Data records:
◇ ◇ ◇ ◇ ◇
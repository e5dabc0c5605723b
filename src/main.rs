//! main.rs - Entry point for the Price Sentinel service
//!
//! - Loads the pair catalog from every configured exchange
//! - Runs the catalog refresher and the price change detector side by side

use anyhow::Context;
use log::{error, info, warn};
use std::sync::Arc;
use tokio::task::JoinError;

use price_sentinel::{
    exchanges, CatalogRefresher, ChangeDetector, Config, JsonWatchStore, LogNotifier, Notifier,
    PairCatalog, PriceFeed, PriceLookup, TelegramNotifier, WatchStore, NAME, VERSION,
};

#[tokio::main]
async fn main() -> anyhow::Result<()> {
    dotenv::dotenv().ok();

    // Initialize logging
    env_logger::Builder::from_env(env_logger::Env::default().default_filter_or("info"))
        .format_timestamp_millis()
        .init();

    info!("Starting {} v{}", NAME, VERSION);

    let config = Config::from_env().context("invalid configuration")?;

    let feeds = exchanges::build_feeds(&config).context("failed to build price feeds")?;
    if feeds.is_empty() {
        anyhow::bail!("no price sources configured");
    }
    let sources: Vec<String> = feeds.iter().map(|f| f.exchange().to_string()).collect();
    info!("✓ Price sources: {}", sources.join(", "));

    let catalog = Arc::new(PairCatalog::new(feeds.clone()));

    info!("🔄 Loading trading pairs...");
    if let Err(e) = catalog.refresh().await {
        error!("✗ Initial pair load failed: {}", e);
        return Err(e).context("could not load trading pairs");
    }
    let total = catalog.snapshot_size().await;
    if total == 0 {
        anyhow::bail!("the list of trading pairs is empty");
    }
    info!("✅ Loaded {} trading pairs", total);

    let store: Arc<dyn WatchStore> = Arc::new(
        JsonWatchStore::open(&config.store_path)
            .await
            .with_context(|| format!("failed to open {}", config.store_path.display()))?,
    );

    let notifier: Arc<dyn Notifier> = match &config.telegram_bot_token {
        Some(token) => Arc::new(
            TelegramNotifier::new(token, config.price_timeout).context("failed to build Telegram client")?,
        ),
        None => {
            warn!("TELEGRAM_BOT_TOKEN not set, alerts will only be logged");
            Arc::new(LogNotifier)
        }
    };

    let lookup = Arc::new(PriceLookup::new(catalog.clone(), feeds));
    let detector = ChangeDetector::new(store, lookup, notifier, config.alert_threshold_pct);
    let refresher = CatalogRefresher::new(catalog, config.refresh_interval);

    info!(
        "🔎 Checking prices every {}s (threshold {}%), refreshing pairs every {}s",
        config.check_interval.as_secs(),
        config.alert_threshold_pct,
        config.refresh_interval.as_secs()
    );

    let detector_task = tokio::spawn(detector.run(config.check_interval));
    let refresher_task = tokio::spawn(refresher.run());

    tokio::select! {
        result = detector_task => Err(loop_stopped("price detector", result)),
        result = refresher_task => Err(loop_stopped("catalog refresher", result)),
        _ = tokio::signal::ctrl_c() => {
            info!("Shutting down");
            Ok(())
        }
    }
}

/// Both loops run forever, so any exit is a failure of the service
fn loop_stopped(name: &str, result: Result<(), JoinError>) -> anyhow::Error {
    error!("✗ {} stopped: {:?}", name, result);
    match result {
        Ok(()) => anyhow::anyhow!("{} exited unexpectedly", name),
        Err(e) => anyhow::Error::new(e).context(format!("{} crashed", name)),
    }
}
◇ ◇ ◇ ◇ ◇
#### [WORK TASK]
Your answer should consist of the lines above that hold the word "match".

#### [ANSWER FOR THE TASK]
    let notifier: Arc<dyn Notifier> = match &config.telegram_bot_token {
    match result {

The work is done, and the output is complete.